▶ [Problem requirements]:
The entries below should be written out again exactly as they stand.

▶ [Dataset content]:
* * *

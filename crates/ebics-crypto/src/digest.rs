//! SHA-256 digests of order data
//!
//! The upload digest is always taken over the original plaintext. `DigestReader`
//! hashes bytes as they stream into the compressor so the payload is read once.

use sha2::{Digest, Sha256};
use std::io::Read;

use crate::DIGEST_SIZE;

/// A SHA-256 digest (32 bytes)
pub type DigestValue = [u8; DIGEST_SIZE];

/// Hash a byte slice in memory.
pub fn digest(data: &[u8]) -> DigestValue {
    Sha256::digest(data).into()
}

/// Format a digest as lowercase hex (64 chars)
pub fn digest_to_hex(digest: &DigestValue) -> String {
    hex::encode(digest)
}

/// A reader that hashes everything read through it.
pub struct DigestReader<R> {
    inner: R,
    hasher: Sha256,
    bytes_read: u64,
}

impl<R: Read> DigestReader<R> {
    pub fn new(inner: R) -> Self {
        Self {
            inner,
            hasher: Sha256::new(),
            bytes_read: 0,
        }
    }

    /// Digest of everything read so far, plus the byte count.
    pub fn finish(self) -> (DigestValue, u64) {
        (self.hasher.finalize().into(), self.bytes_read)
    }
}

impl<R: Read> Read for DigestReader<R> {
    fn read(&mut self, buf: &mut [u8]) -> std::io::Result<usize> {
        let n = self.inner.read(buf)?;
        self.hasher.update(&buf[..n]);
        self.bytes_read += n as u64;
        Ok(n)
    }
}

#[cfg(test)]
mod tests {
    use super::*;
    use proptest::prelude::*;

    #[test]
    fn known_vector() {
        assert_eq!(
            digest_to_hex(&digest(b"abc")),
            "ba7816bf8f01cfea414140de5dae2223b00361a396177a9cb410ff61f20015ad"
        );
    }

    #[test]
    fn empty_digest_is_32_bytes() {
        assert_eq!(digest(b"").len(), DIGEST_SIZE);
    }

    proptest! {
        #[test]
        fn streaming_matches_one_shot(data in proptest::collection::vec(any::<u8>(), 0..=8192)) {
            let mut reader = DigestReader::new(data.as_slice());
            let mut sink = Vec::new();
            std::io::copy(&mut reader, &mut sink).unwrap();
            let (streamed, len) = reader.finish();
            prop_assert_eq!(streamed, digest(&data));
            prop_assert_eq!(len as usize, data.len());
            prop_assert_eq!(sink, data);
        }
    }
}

* * *

▶ [Exercise answer]:
filename crates/ebics-crypto/src/digest.rs
//! SHA-256 digests of order data
//!
//! The upload digest is always taken over the original plaintext. `DigestReader`
//! hashes bytes as they stream into the compressor so the payload is read once.

use sha2::{Digest, Sha256};
use std::io::Read;

use crate::DIGEST_SIZE;

/// A SHA-256 digest (32 bytes)
pub type DigestValue = [u8; DIGEST_SIZE];

/// Hash a byte slice in memory.
pub fn digest(data: &[u8]) -> DigestValue {
    Sha256::digest(data).into()
}

/// Format a digest as lowercase hex (64 chars)
pub fn digest_to_hex(digest: &DigestValue) -> String {
    hex::encode(digest)
}

/// A reader that hashes everything read through it.
pub struct DigestReader<R> {
    inner: R,
    hasher: Sha256,
    bytes_read: u64,
}

impl<R: Read> DigestReader<R> {
    pub fn new(inner: R) -> Self {
        Self {
            inner,
            hasher: Sha256::new(),
            bytes_read: 0,
        }
    }

    /// Digest of everything read so far, plus the byte count.
    pub fn finish(self) -> (DigestValue, u64) {
        (self.hasher.finalize().into(), self.bytes_read)
    }
}

impl<R: Read> Read for DigestReader<R> {
    fn read(&mut self, buf: &mut [u8]) -> std::io::Result<usize> {
        let n = self.inner.read(buf)?;
        self.hasher.update(&buf[..n]);
        self.bytes_read += n as u64;
        Ok(n)
    }
}

#[cfg(test)]
mod tests {
    use super::*;
    use proptest::prelude::*;

    #[test]
    fn known_vector() {
        assert_eq!(
            digest_to_hex(&digest(b"abc")),
            "ba7816bf8f01cfea414140de5dae2223b00361a396177a9cb410ff61f20015ad"
        );
    }

    #[test]
    fn empty_digest_is_32_bytes() {
        assert_eq!(digest(b"").len(), DIGEST_SIZE);
    }

    proptest! {
        #[test]
        fn streaming_matches_one_shot(data in proptest::collection::vec(any::<u8>(), 0..=8192)) {
            let mut reader = DigestReader::new(data.as_slice());
            let mut sink = Vec::new();
            std::io::copy(&mut reader, &mut sink).unwrap();
            let (streamed, len) = reader.finish();
            prop_assert_eq!(streamed, digest(&data));
            prop_assert_eq!(len as usize, data.len());
            prop_assert_eq!(sink, data);
        }
    }
}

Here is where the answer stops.